Saved entries:

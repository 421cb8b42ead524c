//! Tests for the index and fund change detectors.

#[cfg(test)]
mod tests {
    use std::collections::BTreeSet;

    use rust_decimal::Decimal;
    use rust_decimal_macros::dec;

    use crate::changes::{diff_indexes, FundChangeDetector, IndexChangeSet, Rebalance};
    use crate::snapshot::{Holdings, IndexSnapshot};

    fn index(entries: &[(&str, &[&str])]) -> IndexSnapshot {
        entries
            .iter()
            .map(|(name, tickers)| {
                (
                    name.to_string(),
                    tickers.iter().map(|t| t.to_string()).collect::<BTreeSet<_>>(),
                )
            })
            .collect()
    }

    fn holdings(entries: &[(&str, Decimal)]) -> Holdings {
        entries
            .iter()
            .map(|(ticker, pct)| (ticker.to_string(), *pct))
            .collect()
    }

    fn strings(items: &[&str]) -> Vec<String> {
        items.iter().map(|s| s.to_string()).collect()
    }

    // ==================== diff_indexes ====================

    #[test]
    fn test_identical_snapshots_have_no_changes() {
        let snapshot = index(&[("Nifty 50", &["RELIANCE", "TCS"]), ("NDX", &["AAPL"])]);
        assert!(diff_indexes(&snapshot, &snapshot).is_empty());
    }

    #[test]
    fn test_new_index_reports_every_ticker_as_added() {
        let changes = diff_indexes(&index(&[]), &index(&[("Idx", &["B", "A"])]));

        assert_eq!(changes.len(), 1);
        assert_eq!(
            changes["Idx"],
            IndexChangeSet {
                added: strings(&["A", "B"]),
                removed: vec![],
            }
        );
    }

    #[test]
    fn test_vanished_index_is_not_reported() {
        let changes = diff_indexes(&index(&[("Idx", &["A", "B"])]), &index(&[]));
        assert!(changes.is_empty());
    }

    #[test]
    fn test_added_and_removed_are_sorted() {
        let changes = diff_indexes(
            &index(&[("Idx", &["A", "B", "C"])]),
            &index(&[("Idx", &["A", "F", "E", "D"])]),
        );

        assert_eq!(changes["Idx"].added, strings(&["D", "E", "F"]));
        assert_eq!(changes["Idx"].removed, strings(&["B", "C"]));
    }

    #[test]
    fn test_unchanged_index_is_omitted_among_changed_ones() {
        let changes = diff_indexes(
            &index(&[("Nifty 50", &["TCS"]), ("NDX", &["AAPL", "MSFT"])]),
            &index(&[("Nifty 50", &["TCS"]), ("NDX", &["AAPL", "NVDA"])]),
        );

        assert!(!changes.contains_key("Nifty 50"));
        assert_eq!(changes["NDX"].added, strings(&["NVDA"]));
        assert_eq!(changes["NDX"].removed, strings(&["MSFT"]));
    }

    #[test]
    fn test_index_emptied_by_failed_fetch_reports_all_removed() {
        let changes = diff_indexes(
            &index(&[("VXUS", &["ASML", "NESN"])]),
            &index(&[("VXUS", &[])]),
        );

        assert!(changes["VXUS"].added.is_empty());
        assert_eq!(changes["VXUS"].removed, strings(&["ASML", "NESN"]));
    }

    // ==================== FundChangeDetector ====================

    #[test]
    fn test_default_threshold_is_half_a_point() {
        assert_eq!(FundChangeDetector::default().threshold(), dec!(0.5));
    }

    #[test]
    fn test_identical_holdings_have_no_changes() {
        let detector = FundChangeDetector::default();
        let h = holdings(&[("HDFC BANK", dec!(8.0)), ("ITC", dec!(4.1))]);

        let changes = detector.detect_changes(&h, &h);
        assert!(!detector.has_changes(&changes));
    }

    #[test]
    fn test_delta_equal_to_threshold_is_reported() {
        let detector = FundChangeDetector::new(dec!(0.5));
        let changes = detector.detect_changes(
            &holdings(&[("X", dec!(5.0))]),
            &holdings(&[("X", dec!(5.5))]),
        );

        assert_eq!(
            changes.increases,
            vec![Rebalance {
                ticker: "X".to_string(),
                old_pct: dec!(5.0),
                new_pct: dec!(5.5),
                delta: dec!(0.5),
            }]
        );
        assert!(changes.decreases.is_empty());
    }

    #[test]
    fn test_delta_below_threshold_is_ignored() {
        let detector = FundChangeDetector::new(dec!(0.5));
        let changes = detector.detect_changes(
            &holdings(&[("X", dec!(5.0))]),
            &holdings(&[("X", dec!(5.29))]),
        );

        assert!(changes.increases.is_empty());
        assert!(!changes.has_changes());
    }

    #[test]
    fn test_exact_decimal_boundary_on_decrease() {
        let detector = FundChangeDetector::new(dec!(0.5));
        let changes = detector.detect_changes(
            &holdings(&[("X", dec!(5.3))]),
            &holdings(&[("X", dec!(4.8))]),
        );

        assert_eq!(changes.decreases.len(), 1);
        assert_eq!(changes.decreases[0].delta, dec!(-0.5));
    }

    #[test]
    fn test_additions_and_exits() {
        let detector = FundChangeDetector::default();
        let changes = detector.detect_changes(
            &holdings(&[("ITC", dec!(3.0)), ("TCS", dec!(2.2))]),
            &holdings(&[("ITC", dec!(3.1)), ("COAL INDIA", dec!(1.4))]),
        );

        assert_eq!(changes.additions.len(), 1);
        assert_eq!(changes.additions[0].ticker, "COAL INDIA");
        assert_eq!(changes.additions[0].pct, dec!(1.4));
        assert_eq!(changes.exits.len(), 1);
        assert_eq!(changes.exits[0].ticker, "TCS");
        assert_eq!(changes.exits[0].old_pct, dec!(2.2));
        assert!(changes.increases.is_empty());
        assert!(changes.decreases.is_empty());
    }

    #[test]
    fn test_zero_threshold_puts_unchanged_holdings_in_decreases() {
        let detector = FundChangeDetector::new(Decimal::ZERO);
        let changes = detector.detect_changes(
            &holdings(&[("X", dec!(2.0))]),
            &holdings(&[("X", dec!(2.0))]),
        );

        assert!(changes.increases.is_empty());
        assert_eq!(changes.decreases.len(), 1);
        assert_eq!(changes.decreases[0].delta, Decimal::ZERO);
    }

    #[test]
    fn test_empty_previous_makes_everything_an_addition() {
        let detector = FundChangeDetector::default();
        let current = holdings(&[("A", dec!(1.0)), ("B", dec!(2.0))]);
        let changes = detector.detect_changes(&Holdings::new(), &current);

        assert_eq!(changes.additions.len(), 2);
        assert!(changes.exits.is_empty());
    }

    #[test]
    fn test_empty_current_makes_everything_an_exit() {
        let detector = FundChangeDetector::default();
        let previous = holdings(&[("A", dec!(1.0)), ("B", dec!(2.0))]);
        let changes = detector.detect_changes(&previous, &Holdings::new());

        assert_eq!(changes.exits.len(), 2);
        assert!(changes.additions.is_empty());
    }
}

...

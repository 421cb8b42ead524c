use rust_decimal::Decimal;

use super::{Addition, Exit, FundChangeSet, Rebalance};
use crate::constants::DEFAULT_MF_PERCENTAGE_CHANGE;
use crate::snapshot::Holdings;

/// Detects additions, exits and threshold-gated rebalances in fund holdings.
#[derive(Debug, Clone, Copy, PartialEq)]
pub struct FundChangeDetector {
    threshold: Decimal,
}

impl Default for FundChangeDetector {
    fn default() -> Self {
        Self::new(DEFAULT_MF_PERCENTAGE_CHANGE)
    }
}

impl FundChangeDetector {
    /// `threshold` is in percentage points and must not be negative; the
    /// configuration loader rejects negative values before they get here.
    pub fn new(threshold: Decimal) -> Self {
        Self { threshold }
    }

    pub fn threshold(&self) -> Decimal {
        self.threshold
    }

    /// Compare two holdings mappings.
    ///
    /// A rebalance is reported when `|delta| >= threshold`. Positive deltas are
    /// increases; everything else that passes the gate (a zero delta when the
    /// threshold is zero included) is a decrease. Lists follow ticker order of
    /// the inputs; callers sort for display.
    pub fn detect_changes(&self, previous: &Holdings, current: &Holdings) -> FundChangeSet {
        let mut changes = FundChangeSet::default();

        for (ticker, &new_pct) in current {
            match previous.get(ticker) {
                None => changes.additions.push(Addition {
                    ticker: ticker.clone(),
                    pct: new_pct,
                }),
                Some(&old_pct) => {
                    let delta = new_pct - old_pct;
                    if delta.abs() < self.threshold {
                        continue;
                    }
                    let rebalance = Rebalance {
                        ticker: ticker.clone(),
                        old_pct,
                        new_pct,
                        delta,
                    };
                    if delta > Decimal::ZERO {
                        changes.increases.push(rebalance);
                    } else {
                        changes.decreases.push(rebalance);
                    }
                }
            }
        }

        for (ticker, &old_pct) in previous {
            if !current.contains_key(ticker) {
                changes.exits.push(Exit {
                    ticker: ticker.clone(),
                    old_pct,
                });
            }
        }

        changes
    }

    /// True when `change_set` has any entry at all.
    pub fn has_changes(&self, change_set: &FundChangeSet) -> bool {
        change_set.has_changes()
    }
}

---

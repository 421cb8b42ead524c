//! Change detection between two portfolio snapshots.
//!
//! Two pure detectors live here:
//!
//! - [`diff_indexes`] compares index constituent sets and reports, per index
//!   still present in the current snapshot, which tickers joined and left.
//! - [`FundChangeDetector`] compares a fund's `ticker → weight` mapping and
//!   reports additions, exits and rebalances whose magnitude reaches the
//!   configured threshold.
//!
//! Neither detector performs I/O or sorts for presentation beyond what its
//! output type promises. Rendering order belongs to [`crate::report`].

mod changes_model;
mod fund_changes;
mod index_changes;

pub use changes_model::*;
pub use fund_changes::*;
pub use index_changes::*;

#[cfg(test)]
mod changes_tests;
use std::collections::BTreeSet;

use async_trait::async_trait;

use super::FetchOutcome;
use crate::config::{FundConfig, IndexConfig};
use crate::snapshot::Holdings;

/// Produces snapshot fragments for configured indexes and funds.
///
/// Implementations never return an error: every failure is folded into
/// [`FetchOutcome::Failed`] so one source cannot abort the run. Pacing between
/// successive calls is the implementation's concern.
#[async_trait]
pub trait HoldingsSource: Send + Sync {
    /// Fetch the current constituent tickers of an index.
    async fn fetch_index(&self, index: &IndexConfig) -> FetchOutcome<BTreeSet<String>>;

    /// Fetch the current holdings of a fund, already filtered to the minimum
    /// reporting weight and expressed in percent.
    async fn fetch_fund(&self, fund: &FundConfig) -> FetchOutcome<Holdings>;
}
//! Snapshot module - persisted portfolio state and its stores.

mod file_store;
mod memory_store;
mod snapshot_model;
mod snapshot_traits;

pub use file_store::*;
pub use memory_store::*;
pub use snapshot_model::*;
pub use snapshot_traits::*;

Exercise aim.
Taking the entries above, print exactly the lines starting at the line with "assert_eq!(changes.additions.len(), 2);" and ending at the line with "changes = detector.detect_changes(&previous, &Holdings::new());", both included.

Output.
        assert_eq!(changes.additions.len(), 2);
        assert!(changes.exits.is_empty());
    }

    #[test]
    fn test_empty_current_makes_everything_an_exit() {
        let detector = FundChangeDetector::default();
        let previous = holdings(&[("A", dec!(1.0)), ("B", dec!(2.0))]);
        let changes = detector.detect_changes(&previous, &Holdings::new());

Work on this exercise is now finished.